### EXERCISE MATERIAL
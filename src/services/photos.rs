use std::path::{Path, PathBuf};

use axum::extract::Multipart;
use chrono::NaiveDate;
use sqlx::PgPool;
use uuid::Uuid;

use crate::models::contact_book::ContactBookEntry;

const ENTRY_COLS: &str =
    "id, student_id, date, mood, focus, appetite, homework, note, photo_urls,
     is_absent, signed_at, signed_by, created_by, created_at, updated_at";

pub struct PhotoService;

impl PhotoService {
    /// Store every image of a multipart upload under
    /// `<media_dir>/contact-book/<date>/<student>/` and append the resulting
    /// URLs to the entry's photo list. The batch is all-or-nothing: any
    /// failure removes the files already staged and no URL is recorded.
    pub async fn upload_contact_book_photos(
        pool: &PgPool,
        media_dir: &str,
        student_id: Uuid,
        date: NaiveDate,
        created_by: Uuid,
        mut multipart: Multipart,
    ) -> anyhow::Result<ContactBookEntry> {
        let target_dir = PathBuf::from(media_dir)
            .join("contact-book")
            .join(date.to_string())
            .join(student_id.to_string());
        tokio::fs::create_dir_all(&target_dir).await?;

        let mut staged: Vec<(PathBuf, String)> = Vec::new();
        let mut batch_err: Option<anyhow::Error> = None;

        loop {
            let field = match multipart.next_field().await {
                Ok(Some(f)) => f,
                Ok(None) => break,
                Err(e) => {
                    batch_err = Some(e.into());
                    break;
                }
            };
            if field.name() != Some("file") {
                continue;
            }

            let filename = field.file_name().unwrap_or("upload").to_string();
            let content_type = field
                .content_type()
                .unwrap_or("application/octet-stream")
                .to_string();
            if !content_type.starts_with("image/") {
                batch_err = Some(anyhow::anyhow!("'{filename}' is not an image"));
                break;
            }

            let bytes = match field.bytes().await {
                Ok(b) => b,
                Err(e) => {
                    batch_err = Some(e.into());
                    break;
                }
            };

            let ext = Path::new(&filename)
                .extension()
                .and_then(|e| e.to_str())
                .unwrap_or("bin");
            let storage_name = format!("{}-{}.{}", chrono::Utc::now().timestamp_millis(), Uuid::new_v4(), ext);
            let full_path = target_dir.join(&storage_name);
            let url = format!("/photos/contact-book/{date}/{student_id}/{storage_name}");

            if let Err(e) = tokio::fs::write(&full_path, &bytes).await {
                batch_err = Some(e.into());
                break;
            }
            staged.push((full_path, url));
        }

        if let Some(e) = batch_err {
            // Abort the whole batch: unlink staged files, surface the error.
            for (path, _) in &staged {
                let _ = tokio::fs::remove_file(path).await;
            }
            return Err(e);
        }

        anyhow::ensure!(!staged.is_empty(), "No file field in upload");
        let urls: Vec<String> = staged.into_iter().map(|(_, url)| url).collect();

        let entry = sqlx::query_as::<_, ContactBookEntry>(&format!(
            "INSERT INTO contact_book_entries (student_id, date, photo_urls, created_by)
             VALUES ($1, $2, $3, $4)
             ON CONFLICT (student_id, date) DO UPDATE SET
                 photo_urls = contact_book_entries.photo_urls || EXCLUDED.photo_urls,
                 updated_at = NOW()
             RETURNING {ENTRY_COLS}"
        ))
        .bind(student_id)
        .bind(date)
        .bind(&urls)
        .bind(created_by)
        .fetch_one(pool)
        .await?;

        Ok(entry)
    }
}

...

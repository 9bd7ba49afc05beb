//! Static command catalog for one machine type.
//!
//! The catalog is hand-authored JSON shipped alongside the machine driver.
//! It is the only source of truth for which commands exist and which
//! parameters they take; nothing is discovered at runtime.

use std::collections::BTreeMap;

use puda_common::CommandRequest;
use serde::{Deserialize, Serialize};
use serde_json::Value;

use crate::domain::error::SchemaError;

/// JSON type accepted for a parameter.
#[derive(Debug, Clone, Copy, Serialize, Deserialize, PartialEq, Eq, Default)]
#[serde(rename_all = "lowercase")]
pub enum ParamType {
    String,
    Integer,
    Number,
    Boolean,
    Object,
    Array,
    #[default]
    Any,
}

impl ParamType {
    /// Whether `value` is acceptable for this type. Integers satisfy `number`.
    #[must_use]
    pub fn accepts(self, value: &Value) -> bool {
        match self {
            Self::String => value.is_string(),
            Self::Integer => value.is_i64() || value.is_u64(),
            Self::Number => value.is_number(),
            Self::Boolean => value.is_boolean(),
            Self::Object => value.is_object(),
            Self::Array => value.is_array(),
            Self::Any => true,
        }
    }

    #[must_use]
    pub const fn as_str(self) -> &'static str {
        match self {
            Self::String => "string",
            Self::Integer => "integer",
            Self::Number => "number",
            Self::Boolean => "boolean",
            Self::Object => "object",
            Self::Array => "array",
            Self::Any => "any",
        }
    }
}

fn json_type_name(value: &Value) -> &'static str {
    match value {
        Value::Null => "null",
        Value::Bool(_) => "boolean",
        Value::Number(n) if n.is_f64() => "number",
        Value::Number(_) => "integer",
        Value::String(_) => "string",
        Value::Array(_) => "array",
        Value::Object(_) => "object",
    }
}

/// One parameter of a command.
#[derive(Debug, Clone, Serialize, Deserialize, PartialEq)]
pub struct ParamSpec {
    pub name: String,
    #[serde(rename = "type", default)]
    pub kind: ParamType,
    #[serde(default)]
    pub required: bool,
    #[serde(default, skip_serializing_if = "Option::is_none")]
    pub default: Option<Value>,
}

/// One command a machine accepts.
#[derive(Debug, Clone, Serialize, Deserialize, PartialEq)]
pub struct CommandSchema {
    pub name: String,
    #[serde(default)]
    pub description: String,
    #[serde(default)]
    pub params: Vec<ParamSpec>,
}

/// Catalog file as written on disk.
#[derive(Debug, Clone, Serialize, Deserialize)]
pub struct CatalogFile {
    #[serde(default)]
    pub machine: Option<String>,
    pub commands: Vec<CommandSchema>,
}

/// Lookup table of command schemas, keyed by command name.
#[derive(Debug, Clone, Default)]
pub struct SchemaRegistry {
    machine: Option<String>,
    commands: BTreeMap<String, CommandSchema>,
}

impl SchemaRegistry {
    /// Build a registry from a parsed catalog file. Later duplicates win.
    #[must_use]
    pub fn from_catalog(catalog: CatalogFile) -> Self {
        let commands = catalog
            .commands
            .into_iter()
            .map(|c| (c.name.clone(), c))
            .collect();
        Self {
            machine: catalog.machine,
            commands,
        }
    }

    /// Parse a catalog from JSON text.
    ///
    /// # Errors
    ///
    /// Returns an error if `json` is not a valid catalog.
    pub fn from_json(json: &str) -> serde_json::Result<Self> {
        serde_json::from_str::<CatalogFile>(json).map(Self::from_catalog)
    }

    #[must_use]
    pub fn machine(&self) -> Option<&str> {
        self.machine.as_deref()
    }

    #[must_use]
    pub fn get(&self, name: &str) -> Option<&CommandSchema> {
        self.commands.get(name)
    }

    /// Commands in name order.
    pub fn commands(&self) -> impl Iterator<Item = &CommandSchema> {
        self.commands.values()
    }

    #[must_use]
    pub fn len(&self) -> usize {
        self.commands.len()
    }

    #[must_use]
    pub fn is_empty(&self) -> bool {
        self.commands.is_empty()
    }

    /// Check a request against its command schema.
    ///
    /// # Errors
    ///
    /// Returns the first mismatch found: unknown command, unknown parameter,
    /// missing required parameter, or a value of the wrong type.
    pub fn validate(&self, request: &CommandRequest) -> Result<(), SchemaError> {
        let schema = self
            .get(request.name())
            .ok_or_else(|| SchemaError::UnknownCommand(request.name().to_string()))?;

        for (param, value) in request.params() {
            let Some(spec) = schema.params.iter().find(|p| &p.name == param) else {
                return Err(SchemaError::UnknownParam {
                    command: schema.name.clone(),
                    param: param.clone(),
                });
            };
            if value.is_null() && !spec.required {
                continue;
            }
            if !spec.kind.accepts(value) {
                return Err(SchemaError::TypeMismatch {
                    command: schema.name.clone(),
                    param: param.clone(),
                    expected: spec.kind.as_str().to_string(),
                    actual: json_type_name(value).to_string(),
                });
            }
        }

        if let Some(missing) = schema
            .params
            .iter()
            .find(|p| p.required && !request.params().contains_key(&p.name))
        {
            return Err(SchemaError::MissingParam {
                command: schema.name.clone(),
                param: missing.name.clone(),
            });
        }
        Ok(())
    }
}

### EXERCISE GOAL
When a line in the material above contains the word "sqlx", copy that line out.

### REPLY
use sqlx::PgPool;
        let entry = sqlx::query_as::<_, ContactBookEntry>(&format!(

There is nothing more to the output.